Data to use:
▼
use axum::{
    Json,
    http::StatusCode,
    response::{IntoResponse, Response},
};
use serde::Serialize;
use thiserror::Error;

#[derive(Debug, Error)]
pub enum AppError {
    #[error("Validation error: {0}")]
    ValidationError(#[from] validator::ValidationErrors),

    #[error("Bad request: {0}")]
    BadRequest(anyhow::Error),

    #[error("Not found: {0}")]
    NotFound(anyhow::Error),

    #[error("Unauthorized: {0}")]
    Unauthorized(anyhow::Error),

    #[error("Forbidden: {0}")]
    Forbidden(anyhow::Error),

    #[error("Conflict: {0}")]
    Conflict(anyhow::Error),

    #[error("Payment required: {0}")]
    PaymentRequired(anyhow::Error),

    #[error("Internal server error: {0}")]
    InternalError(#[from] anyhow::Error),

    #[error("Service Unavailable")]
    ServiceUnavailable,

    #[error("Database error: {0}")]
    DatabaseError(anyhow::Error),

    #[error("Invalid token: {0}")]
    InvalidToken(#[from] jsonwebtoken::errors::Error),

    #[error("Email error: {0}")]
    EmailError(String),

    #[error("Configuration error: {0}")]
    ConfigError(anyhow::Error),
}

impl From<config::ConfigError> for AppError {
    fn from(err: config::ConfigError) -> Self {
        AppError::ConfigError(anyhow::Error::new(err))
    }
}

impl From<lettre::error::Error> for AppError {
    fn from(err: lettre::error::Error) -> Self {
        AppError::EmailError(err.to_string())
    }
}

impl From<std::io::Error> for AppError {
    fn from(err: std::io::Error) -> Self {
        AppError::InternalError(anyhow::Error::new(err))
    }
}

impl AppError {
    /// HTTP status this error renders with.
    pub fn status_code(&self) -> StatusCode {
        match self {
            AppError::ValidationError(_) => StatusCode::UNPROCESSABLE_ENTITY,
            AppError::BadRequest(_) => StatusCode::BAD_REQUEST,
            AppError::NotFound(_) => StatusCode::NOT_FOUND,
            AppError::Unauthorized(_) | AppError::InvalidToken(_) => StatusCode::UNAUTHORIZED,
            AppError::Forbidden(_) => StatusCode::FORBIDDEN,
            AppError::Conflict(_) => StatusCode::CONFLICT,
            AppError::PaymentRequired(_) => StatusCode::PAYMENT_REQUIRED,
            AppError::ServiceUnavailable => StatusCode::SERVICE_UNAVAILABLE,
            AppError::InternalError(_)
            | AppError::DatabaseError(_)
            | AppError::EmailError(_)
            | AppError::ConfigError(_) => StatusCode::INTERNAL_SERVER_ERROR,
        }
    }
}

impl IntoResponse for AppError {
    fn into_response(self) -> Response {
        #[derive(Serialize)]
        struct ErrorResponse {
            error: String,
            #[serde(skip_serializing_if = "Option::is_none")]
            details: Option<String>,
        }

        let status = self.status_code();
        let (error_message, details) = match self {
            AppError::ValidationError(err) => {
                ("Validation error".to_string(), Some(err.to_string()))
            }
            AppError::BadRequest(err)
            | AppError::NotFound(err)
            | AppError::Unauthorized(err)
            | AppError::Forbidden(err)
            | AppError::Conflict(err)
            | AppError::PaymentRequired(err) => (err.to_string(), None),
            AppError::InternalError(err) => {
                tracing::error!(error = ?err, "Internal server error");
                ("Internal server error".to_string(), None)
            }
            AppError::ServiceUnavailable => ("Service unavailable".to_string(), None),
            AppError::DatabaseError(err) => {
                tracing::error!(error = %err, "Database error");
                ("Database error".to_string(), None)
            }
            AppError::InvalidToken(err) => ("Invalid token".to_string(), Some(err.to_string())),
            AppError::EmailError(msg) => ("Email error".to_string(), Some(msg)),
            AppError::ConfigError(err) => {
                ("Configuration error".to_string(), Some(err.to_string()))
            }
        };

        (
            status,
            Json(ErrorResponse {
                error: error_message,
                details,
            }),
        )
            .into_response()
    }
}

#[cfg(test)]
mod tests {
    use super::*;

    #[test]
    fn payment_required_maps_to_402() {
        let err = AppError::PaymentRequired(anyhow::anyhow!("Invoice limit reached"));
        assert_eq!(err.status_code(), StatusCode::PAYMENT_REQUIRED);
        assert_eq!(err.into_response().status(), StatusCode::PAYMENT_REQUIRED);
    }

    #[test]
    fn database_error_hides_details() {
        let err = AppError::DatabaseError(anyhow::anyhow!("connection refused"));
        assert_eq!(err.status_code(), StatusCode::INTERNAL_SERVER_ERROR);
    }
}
▲
▼
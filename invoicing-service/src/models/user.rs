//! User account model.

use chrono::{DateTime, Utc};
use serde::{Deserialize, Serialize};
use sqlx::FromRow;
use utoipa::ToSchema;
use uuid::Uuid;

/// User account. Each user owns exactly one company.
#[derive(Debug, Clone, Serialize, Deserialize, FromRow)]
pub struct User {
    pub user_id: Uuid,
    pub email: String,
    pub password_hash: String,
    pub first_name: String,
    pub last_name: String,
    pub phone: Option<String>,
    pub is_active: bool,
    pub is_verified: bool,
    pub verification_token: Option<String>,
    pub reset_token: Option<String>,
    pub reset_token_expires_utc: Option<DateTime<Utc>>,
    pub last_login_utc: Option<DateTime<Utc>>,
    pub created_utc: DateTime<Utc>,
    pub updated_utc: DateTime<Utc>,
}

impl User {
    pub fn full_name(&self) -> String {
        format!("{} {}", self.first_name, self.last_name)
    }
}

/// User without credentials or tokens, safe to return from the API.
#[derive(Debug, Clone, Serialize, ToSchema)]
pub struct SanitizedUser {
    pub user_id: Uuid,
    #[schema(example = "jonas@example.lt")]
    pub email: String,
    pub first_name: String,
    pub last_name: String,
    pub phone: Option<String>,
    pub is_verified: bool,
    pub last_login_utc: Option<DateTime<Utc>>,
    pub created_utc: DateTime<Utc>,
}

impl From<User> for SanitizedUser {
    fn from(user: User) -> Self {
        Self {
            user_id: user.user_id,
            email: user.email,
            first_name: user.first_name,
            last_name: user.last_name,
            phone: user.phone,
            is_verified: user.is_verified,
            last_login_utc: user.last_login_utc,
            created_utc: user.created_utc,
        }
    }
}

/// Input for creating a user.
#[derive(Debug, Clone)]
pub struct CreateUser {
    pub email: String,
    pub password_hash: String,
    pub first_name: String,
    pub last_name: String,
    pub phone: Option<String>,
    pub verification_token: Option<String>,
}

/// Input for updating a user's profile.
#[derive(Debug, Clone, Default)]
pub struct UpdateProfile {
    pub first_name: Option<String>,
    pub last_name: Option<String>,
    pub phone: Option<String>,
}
▲
▼
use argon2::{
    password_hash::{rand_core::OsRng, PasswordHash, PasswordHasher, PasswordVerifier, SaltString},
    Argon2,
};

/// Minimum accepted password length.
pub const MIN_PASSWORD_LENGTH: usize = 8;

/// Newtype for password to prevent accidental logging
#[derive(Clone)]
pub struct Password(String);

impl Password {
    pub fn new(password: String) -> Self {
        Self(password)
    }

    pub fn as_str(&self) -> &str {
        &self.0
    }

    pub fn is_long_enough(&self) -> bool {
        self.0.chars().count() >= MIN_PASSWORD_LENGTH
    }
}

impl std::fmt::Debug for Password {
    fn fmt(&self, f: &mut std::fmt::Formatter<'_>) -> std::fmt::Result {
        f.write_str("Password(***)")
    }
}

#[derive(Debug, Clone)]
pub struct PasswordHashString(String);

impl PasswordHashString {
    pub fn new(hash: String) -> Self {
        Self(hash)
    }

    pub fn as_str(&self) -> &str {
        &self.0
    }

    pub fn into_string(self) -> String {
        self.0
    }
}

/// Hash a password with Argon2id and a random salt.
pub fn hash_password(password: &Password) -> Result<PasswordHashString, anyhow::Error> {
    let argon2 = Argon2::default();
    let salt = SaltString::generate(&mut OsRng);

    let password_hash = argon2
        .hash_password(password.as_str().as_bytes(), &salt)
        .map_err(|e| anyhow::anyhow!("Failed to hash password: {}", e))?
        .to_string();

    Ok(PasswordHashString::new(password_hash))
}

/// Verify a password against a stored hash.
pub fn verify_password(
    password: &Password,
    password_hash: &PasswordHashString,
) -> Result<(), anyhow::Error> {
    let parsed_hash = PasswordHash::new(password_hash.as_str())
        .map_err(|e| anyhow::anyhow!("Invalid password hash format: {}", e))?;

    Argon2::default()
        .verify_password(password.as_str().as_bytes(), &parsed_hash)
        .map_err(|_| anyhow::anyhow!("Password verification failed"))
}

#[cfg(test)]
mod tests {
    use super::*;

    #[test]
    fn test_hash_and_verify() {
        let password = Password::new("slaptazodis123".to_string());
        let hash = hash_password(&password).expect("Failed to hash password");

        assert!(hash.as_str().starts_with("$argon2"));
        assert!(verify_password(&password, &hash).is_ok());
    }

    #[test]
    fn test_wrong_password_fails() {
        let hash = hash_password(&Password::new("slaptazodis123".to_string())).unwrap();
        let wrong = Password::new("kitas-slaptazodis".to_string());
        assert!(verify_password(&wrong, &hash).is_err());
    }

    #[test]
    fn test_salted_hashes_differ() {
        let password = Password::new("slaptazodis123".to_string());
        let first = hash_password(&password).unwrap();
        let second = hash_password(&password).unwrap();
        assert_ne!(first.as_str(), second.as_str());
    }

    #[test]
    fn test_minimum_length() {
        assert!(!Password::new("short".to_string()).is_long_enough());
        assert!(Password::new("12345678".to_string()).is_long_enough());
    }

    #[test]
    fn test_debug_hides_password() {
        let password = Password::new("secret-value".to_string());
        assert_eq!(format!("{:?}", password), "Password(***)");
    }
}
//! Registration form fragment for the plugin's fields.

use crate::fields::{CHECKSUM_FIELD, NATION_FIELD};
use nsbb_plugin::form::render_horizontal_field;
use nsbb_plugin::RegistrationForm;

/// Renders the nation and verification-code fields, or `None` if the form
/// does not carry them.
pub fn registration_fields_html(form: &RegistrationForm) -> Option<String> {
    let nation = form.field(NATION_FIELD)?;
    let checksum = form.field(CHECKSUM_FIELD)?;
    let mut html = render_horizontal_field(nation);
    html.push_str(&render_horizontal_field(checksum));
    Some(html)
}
▲
What is being asked: With "ErrorResponse" as the string to find, copy every line of the records that holds it.

Answer space:
        struct ErrorResponse {
            Json(ErrorResponse {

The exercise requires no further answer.